● **Task prompt**:
Please tally the lines of the records that contain "transformed" and send back only the total.
Available records START
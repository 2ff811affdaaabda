//! One-dimensional lookup tables with optional log/exp transforms.
//!
//! Both columns are stored in transformed space; interpolation is linear there
//! and values are mapped back on the way out. Queries outside the tabulated
//! range extrapolate linearly from the boundary segment.

use std::fmt;
use std::path::Path;
use std::str::FromStr;

use df_core::SMALL;
use serde::{Deserialize, Serialize};

use crate::error::{ThermoError, ThermoResult};

const LN_10: f64 = std::f64::consts::LN_10;

/// Transform applied to a table column before interpolation.
#[derive(Debug, Clone, Copy, PartialEq, Eq, Default, Serialize, Deserialize)]
#[serde(rename_all = "lowercase")]
pub enum TableMod {
    #[default]
    None,
    Ln,
    Exp,
    Log10,
    Pow10,
}

impl TableMod {
    /// Real value -> stored value.
    pub fn apply(self, v: f64) -> f64 {
        match self {
            TableMod::None => v,
            TableMod::Ln => v.max(SMALL).ln(),
            TableMod::Exp => v.exp(),
            TableMod::Log10 => v.max(SMALL).log10(),
            TableMod::Pow10 => 10f64.powf(v),
        }
    }

    /// Stored value -> real value.
    pub fn invert(self, s: f64) -> f64 {
        match self {
            TableMod::None => s,
            TableMod::Ln => s.exp(),
            TableMod::Exp => s.max(SMALL).ln(),
            TableMod::Log10 => 10f64.powf(s),
            TableMod::Pow10 => s.max(SMALL).log10(),
        }
    }

    /// d(apply)/dv at real value `v`.
    fn d_apply(self, v: f64) -> f64 {
        match self {
            TableMod::None => 1.0,
            TableMod::Ln => 1.0 / v.max(SMALL),
            TableMod::Exp => v.exp(),
            TableMod::Log10 => 1.0 / (v.max(SMALL) * LN_10),
            TableMod::Pow10 => 10f64.powf(v) * LN_10,
        }
    }

    /// d²(apply)/dv² at real value `v`.
    fn d2_apply(self, v: f64) -> f64 {
        match self {
            TableMod::None => 0.0,
            TableMod::Ln => -1.0 / v.max(SMALL).powi(2),
            TableMod::Exp => v.exp(),
            TableMod::Log10 => -1.0 / (v.max(SMALL).powi(2) * LN_10),
            TableMod::Pow10 => 10f64.powf(v) * LN_10 * LN_10,
        }
    }

    /// d(invert)/ds at stored value `s`.
    fn d_invert(self, s: f64) -> f64 {
        match self {
            TableMod::None => 1.0,
            TableMod::Ln => s.exp(),
            TableMod::Exp => 1.0 / s.max(SMALL),
            TableMod::Log10 => 10f64.powf(s) * LN_10,
            TableMod::Pow10 => 1.0 / (s.max(SMALL) * LN_10),
        }
    }

    /// d²(invert)/ds² at stored value `s`.
    fn d2_invert(self, s: f64) -> f64 {
        match self {
            TableMod::None => 0.0,
            TableMod::Ln => s.exp(),
            TableMod::Exp => -1.0 / s.max(SMALL).powi(2),
            TableMod::Log10 => 10f64.powf(s) * LN_10 * LN_10,
            TableMod::Pow10 => -1.0 / (s.max(SMALL).powi(2) * LN_10),
        }
    }
}

impl FromStr for TableMod {
    type Err = ThermoError;

    fn from_str(s: &str) -> Result<Self, Self::Err> {
        match s.trim().to_ascii_lowercase().as_str() {
            "none" => Ok(TableMod::None),
            "ln" => Ok(TableMod::Ln),
            "exp" => Ok(TableMod::Exp),
            "log10" => Ok(TableMod::Log10),
            "pow10" => Ok(TableMod::Pow10),
            _ => Err(ThermoError::Table {
                what: "unknown table mod (expected none, ln, exp, log10 or pow10)",
            }),
        }
    }
}

impl fmt::Display for TableMod {
    fn fmt(&self, f: &mut fmt::Formatter<'_>) -> fmt::Result {
        let name = match self {
            TableMod::None => "none",
            TableMod::Ln => "ln",
            TableMod::Exp => "exp",
            TableMod::Log10 => "log10",
            TableMod::Pow10 => "pow10",
        };
        f.write_str(name)
    }
}

/// Serialized form of a table: real-space columns plus transforms.
#[derive(Debug, Clone, PartialEq, Serialize, Deserialize)]
pub struct TableData {
    pub x: Vec<f64>,
    pub f: Vec<f64>,
    #[serde(default, rename = "mod")]
    pub f_mod: TableMod,
    #[serde(default)]
    pub x_mod: TableMod,
}

/// Piecewise-linear table f(x).
#[derive(Debug, Clone, PartialEq, Serialize, Deserialize)]
#[serde(try_from = "TableData", into = "TableData")]
pub struct LookupTable1D {
    real_x: Vec<f64>,
    real_f: Vec<f64>,
    xs: Vec<f64>,
    fs: Vec<f64>,
    f_mod: TableMod,
    x_mod: TableMod,
    f_monotone: bool,
}

impl LookupTable1D {
    /// Build a table from real-space columns.
    pub fn new(x: Vec<f64>, f: Vec<f64>, f_mod: TableMod, x_mod: TableMod) -> ThermoResult<Self> {
        if x.len() != f.len() {
            return Err(ThermoError::Table {
                what: "x and f columns differ in length",
            });
        }
        if x.len() < 2 {
            return Err(ThermoError::Table {
                what: "at least two points are required",
            });
        }
        if x.iter().chain(&f).any(|v| !v.is_finite()) {
            return Err(ThermoError::Table {
                what: "non-finite table entry",
            });
        }

        let xs: Vec<f64> = x.iter().map(|&v| x_mod.apply(v)).collect();
        let fs: Vec<f64> = f.iter().map(|&v| f_mod.apply(v)).collect();
        if !strictly_monotone(&xs) {
            return Err(ThermoError::Table {
                what: "x column must be strictly monotone",
            });
        }
        let f_monotone = strictly_monotone(&fs);

        Ok(Self {
            real_x: x,
            real_f: f,
            xs,
            fs,
            f_mod,
            x_mod,
            f_monotone,
        })
    }

    /// Read a two-column (x, f) table.
    ///
    /// Columns may be separated by whitespace or commas. Blank lines and lines
    /// starting with `#` or `//` are skipped.
    pub fn from_file(path: impl AsRef<Path>, f_mod: TableMod, x_mod: TableMod) -> ThermoResult<Self> {
        let path = path.as_ref();
        let text = std::fs::read_to_string(path).map_err(|e| ThermoError::Io {
            message: format!("{}: {e}", path.display()),
        })?;
        let (x, f) = parse_columns(&text)?;
        tracing::debug!(path = %path.display(), points = x.len(), "loaded lookup table");
        Self::new(x, f, f_mod, x_mod)
    }

    pub fn len(&self) -> usize {
        self.xs.len()
    }

    pub fn is_empty(&self) -> bool {
        self.xs.is_empty()
    }

    pub fn f_mod(&self) -> TableMod {
        self.f_mod
    }

    pub fn x_mod(&self) -> TableMod {
        self.x_mod
    }

    /// Interpolated f at `x`.
    pub fn lookup(&self, x: f64) -> f64 {
        let xt = self.x_mod.apply(x);
        let i = bracket(&self.xs, xt);
        let w = (xt - self.xs[i]) / (self.xs[i + 1] - self.xs[i]);
        let ft = self.fs[i] + w * (self.fs[i + 1] - self.fs[i]);
        self.f_mod.invert(ft)
    }

    /// x such that `lookup(x) == f`. Requires a strictly monotone f column.
    pub fn reverse_lookup(&self, f: f64) -> ThermoResult<f64> {
        if !self.f_monotone {
            return Err(ThermoError::Table {
                what: "reverse lookup requires a strictly monotone f column",
            });
        }
        let ft = self.f_mod.apply(f);
        let i = bracket(&self.fs, ft);
        let w = (ft - self.fs[i]) / (self.fs[i + 1] - self.fs[i]);
        let xt = self.xs[i] + w * (self.xs[i + 1] - self.xs[i]);
        Ok(self.x_mod.invert(xt))
    }

    /// df/dx of the interpolant at `x`.
    pub fn dfdx(&self, x: f64) -> f64 {
        let xt = self.x_mod.apply(x);
        let i = bracket(&self.xs, xt);
        let slope = self.slope(i);
        let ft = self.fs[i] + slope * (xt - self.xs[i]);
        self.f_mod.d_invert(ft) * slope * self.x_mod.d_apply(x)
    }

    /// d²f/dx² at `x`.
    ///
    /// The transformed-space curvature is the slope difference of the segments
    /// adjacent to the node nearest `x`; it is zero for a two-point table.
    pub fn d2fdx2(&self, x: f64) -> f64 {
        let xt = self.x_mod.apply(x);
        let i = bracket(&self.xs, xt);
        let slope = self.slope(i);
        let ft = self.fs[i] + slope * (xt - self.xs[i]);

        let n = self.xs.len();
        let curvature = if n < 3 {
            0.0
        } else {
            let nearest = if (xt - self.xs[i]).abs() <= (self.xs[i + 1] - xt).abs() {
                i
            } else {
                i + 1
            };
            let k = nearest.clamp(1, n - 2);
            (self.slope(k) - self.slope(k - 1)) / (0.5 * (self.xs[k + 1] - self.xs[k - 1]))
        };

        let dx = self.x_mod.d_apply(x);
        let d2x = self.x_mod.d2_apply(x);
        let dft = slope * dx;
        let d2ft = curvature * dx * dx + slope * d2x;
        self.f_mod.d2_invert(ft) * dft * dft + self.f_mod.d_invert(ft) * d2ft
    }

    fn slope(&self, i: usize) -> f64 {
        (self.fs[i + 1] - self.fs[i]) / (self.xs[i + 1] - self.xs[i])
    }
}

impl TryFrom<TableData> for LookupTable1D {
    type Error = ThermoError;

    fn try_from(data: TableData) -> Result<Self, Self::Error> {
        Self::new(data.x, data.f, data.f_mod, data.x_mod)
    }
}

impl From<LookupTable1D> for TableData {
    fn from(table: LookupTable1D) -> Self {
        TableData {
            x: table.real_x,
            f: table.real_f,
            f_mod: table.f_mod,
            x_mod: table.x_mod,
        }
    }
}

fn strictly_monotone(v: &[f64]) -> bool {
    v.windows(2).all(|w| w[1] > w[0]) || v.windows(2).all(|w| w[1] < w[0])
}

/// Index `i` of the segment `[v[i], v[i+1]]` to use for `target`, clamped to
/// the boundary segments for extrapolation.
fn bracket(v: &[f64], target: f64) -> usize {
    let n = v.len();
    let idx = if v[n - 1] > v[0] {
        v.partition_point(|&a| a <= target)
    } else {
        v.partition_point(|&a| a >= target)
    };
    idx.saturating_sub(1).min(n - 2)
}

fn parse_columns(text: &str) -> ThermoResult<(Vec<f64>, Vec<f64>)> {
    let mut x = Vec::new();
    let mut f = Vec::new();
    for line in text.lines() {
        let line = line.trim();
        if line.is_empty() || line.starts_with('#') || line.starts_with("//") {
            continue;
        }
        let mut tokens = line
            .split(|c: char| c == ',' || c.is_whitespace())
            .filter(|t| !t.is_empty());
        let (Some(a), Some(b)) = (tokens.next(), tokens.next()) else {
            return Err(ThermoError::Table {
                what: "expected two columns per row",
            });
        };
        let parse = |t: &str| {
            t.parse::<f64>().map_err(|_| ThermoError::Table {
                what: "unparseable table value",
            })
        };
        x.push(parse(a)?);
        f.push(parse(b)?);
    }
    Ok((x, f))
}
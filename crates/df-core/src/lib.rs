//! df-core: numeric foundation shared by the detonflow crates.
//!
//! Contains:
//! - numeric (`Real`, tolerance comparison, finiteness checks, clipping)
//! - units (uom quantities used when reporting properties, reference constants)
//! - error (`DfError`, converted into each crate's own error type)

pub mod error;
pub mod numeric;
pub mod units;

// Re-exports for ergonomics
pub use error::{DfError, DfResult};
pub use numeric::*;
pub use units::*;
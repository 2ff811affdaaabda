//! Error type shared by every detonflow crate.

use thiserror::Error;

pub type DfResult<T> = Result<T, DfError>;

/// Failures of the numeric helpers; domain crates convert to and from it.
#[derive(Error, Debug, Clone, PartialEq)]
pub enum DfError {
    #[error("{what} is not finite (got {value})")]
    NonFinite { what: &'static str, value: f64 },

    #[error("Invalid argument: {what}")]
    InvalidArg { what: &'static str },

    /// A cell, face or stage index past the end of its container.
    #[error("{what}: index {index} out of range for length {len}")]
    IndexOob {
        what: &'static str,
        index: usize,
        len: usize,
    },

    #[error("Invariant violated: {what}")]
    Invariant { what: &'static str },
}

#[cfg(test)]
mod tests {
    use super::*;

    #[test]
    fn index_message_names_both_bounds() {
        let msg = DfError::IndexOob {
            what: "cell",
            index: 7,
            len: 4,
        }
        .to_string();
        assert_eq!(msg, "cell: index 7 out of range for length 4");
    }
}
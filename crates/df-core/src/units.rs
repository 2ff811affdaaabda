//! SI quantity aliases used in property packs.

use uom::si::f64::{
    AvailableEnergy as UomAvailableEnergy, MassDensity as UomMassDensity,
    Pressure as UomPressure, SpecificHeatCapacity as UomSpecificHeatCapacity,
    ThermodynamicTemperature as UomThermodynamicTemperature, Velocity as UomVelocity,
};

// Public canonical unit types (SI, f64)
pub type Density = UomMassDensity;
pub type Pressure = UomPressure;
pub type SpecEnergy = UomAvailableEnergy;
pub type SpecHeat = UomSpecificHeatCapacity;
pub type Temperature = UomThermodynamicTemperature;
pub type Velocity = UomVelocity;

#[inline]
pub fn pa(v: f64) -> Pressure {
    use uom::si::pressure::pascal;
    Pressure::new::<pascal>(v)
}

#[inline]
pub fn k(v: f64) -> Temperature {
    use uom::si::thermodynamic_temperature::kelvin;
    Temperature::new::<kelvin>(v)
}

#[inline]
pub fn kg_m3(v: f64) -> Density {
    use uom::si::mass_density::kilogram_per_cubic_meter;
    Density::new::<kilogram_per_cubic_meter>(v)
}

#[inline]
pub fn mps(v: f64) -> Velocity {
    use uom::si::velocity::meter_per_second;
    Velocity::new::<meter_per_second>(v)
}

#[inline]
pub fn j_per_kg(v: f64) -> SpecEnergy {
    use uom::si::available_energy::joule_per_kilogram;
    SpecEnergy::new::<joule_per_kilogram>(v)
}

#[inline]
pub fn j_per_kg_k(v: f64) -> SpecHeat {
    use uom::si::specific_heat_capacity::joule_per_kilogram_kelvin;
    SpecHeat::new::<joule_per_kilogram_kelvin>(v)
}

pub mod constants {
    /// Universal gas constant [J/(kmol·K)]
    pub const R_UNIVERSAL: f64 = 8314.47;

    /// Standard pressure [Pa]
    pub const P_STD: f64 = 1.0e5;

    /// Standard temperature [K]
    pub const T_STD: f64 = 298.15;
}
Available records END
● **Reply**:
2